Sementara itu, dosen Fakultas Geografi Universitas Gadjah Mada yang juga peneliti di Pusat Studi Kependudukan dan Kebijakan Universitas Gadjah Mada (UGM), Sukamdi, mengaku tidak yakin imbauan pemerintah untuk tidak mudik bisa menahan masyarakat tidak kembali ke kampung asalnya.
”Imbauan tidak mudik akan sulit dipatuhi karena mudik adalah fenomena sosial budaya. Selain itu, aktivitas di sektor informal dan perdagangan di Jakarta sudah hilang sehingga mereka kehilangan penopang ekonominya dan harus pulang,” katanya.
Sebagian pulang kampung
Saat ini, mudik sebenarnya sudah terjadi, sejak dilakukan pembatasan sosial di Jakarta pada akhir Maret lalu meski tidak terkait dengan puasa atau Lebaran. Warga mudik, juga bisa disebut sebagai pulang kampung, karena kehilangan sumber pendapatannya akibat berkurangnya aktivitas ekonomi Jakarta dan berharap mendapat dukungan ekonomi di daerah asalnya.
Karena itu, pemudik tahun 2020 ini pasti bakal berkurang, bukan karena pembatasan sosial berskala besar (PSBB) yang dilakukan sejak 10 April 2020, melainkan karena sebagian orang memang sudah pulang kampung sebelum masa mudik yang lazimnya berlangsung mendekati atau saat puasa.
Namun, pembatasan mudik melalui berbagai intervensi yang mempersulit pemudik dipastikan akan membuat pemudik berpikir ulang untuk mudik.

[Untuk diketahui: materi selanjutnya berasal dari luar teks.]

use std::io;
use std::path::Path;
use std::process::Stdio;

use serde::Deserialize;
use thiserror::Error;
use tracing::{debug, error, info};

use crate::consts;

#[derive(Error, Debug)]
pub enum DriverError {
    #[error("failed to run `{program}`: {source}")]
    Spawn {
        program: String,
        #[source]
        source: io::Error,
    },
    #[error("`{program}` exited with code {code}")]
    Subprocess { program: String, code: i32 },
    #[error("package inspection produced invalid output: {0}")]
    Decode(#[from] serde_json::Error),
}

impl DriverError {
    /// The exit code this error maps to at the process boundary.
    pub fn exit_code(&self) -> i32 {
        match self {
            DriverError::Subprocess { code, .. } => *code,
            _ => consts::EXIT_FAILED,
        }
    }
}

/// Map a subprocess exit status onto the exit code ladder.
pub fn exit_code(status: std::process::ExitStatus) -> i32 {
    use std::os::unix::process::ExitStatusExt;

    if let Some(code) = status.code() {
        return code;
    }
    if status.core_dumped() {
        return consts::EXIT_CORE_DUMP;
    }
    if status.signal().is_some() {
        return consts::EXIT_SIGNALED;
    }
    if status.stopped_signal().is_some() {
        return consts::EXIT_STOPPED;
    }
    if status.continued() {
        return consts::EXIT_CONTINUED;
    }
    consts::EXIT_FAILED
}

/// Render a command line the way it would be typed, quoting arguments that
/// contain spaces.
pub fn quote_command(program: &str, args: &[String]) -> String {
    let mut out = program.to_string();
    for a in args {
        out.push(' ');
        if a.contains(' ') {
            out.push('"');
            out.push_str(a);
            out.push('"');
        } else {
            out.push_str(a);
        }
    }
    out
}

/// The external compiler driver, invoked per sub-action as a subprocess.
#[derive(Debug, Clone)]
pub struct Driver {
    pub program: String,
}

impl Driver {
    pub fn new(program: impl Into<String>) -> Self {
        Self {
            program: program.into(),
        }
    }

    /// Run a driver sub-action to completion, capturing its output.
    ///
    /// The captured stream is emitted on the log at `info` on success and
    /// `error` on failure; a non-zero exit becomes [DriverError::Subprocess]
    /// with the mapped code.
    pub async fn exec(&self, args: &[String], cwd: Option<&Path>) -> Result<(), DriverError> {
        info!("→ {}", quote_command(&self.program, args));

        let mut cmd = tokio::process::Command::new(&self.program);
        cmd.args(args)
            .stdin(Stdio::null())
            .stdout(Stdio::piped())
            .stderr(Stdio::piped());
        if let Some(dir) = cwd {
            cmd.current_dir(dir);
        }

        let output = cmd.output().await.map_err(|source| DriverError::Spawn {
            program: self.program.clone(),
            source,
        })?;

        let code = exit_code(output.status);
        let mut text = String::from_utf8_lossy(&output.stdout).into_owned();
        text.push_str(&String::from_utf8_lossy(&output.stderr));

        for line in text.lines().filter(|l| !l.is_empty()) {
            if code == consts::EXIT_OK {
                info!("← {line}");
            } else {
                error!("← {line}");
            }
        }

        if code != consts::EXIT_OK {
            return Err(DriverError::Subprocess {
                program: self.program.clone(),
                code,
            });
        }

        Ok(())
    }

    /// Ask the driver's package-inspection service about one import path.
    ///
    /// `src_dir` anchors relative resolution; tags pass through.
    pub fn inspect(
        &self,
        import_path: &str,
        src_dir: &Path,
        tags: Option<&str>,
    ) -> Result<RawPackage, DriverError> {
        let mut args = vec!["list".to_string(), "-e".to_string(), "-json".to_string()];
        if let Some(tags) = tags {
            args.push("-tags".to_string());
            args.push(tags.to_string());
        }
        args.push(import_path.to_string());

        debug!("→ {}", quote_command(&self.program, &args));

        let mut cmd = std::process::Command::new(&self.program);
        cmd.args(&args).stdin(Stdio::null());
        if src_dir.is_dir() {
            cmd.current_dir(src_dir);
        }

        let output = cmd.output().map_err(|source| DriverError::Spawn {
            program: self.program.clone(),
            source,
        })?;

        if !output.status.success() && output.stdout.is_empty() {
            return Err(DriverError::Subprocess {
                program: self.program.clone(),
                code: exit_code(output.status),
            });
        }

        Ok(serde_json::from_slice(&output.stdout)?)
    }
}

/// The package-inspection record as the driver reports it.
#[derive(Debug, Clone, Default, Deserialize)]
#[serde(default, rename_all = "PascalCase")]
pub struct RawPackage {
    pub dir: String,
    pub import_path: String,
    pub name: String,
    pub target: String,
    pub go_files: Vec<String>,
    pub cgo_files: Vec<String>,
    pub c_files: Vec<String>,
    #[serde(rename = "CXXFiles")]
    pub cxx_files: Vec<String>,
    pub m_files: Vec<String>,
    pub h_files: Vec<String>,
    pub f_files: Vec<String>,
    pub s_files: Vec<String>,
    pub swig_files: Vec<String>,
    #[serde(rename = "SwigCXXFiles")]
    pub swig_cxx_files: Vec<String>,
    pub syso_files: Vec<String>,
    pub test_go_files: Vec<String>,
    #[serde(rename = "XTestGoFiles")]
    pub xtest_go_files: Vec<String>,
    pub imports: Vec<String>,
    pub test_imports: Vec<String>,
    #[serde(rename = "XTestImports")]
    pub xtest_imports: Vec<String>,
    pub error: Option<RawPackageError>,
}

#[derive(Debug, Clone, Default, Deserialize)]
#[serde(default)]
pub struct RawPackageError {
    #[serde(rename = "Err")]
    pub err: String,
}

#[cfg(test)]
mod tests {
    use super::*;

    #[test]
    fn quoting_wraps_spaced_arguments() {
        let got = quote_command(
            "go",
            &["build".to_string(), "-ldflags".to_string(), "-X a=b c".to_string()],
        );
        assert_eq!(got, "go build -ldflags \"-X a=b c\"");
    }

    #[test]
    fn raw_package_decodes_inspection_output() {
        let json = r#"{
            "Dir": "/src/a",
            "ImportPath": "a",
            "Name": "main",
            "Target": "/gopath/bin/a",
            "GoFiles": ["main.go"],
            "TestGoFiles": ["main_test.go"],
            "XTestGoFiles": [],
            "Imports": ["fmt"],
            "TestImports": ["testing"],
            "XTestImports": []
        }"#;
        let raw: RawPackage = serde_json::from_str(json).unwrap();
        assert_eq!(raw.import_path, "a");
        assert_eq!(raw.name, "main");
        assert_eq!(raw.go_files, vec!["main.go"]);
        assert_eq!(raw.test_imports, vec!["testing"]);
        assert!(raw.error.is_none());
    }

    #[test]
    fn raw_package_surfaces_inspection_errors() {
        let json = r#"{
            "Dir": "/src/empty",
            "ImportPath": "empty",
            "Error": {"Err": "no Go files in /src/empty"}
        }"#;
        let raw: RawPackage = serde_json::from_str(json).unwrap();
        assert!(raw.error.unwrap().err.contains("no Go files"));
    }
}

Belum lagi, munculnya penolakan dari warga di sejumlah daerah yang juga akan menghambat pemudik.
Kepala Pusat Data Informasi dan Komunikasi Kebencanaan Badan Nasional Penanggulangan Bencana (BNPB) Agus Wibowo menegaskan, pemerintah melakukan intervensi intensitas tinggi untuk membuat grafik pertambahan kasus Covid-19 segera melandai. Dengan demikian, jumlah korban dapat ditekan dan upaya yang dilakukan selama ini untuk mencegah penyebaran Covid-19 tidak sia-sia.
Intensitas tinggi itu dilakukan dengan meningkatkan cakupan tes massal serta mewajibkan pembatasan jarak seperti yang dilakukan selama PSBB. Dengan PSBB, jumlah kumulatif kasus Covid-19 di Indonesia diharapkan dapat ditekan hingga seperempatnya dibandingkan dengan ketika tidak dilakukan intervensi.
”Saat ini, makin banyak daerah yang mengajukan PSBB sehingga penanggulangan Covid-19 akan lebih intensif lagi,” katanya.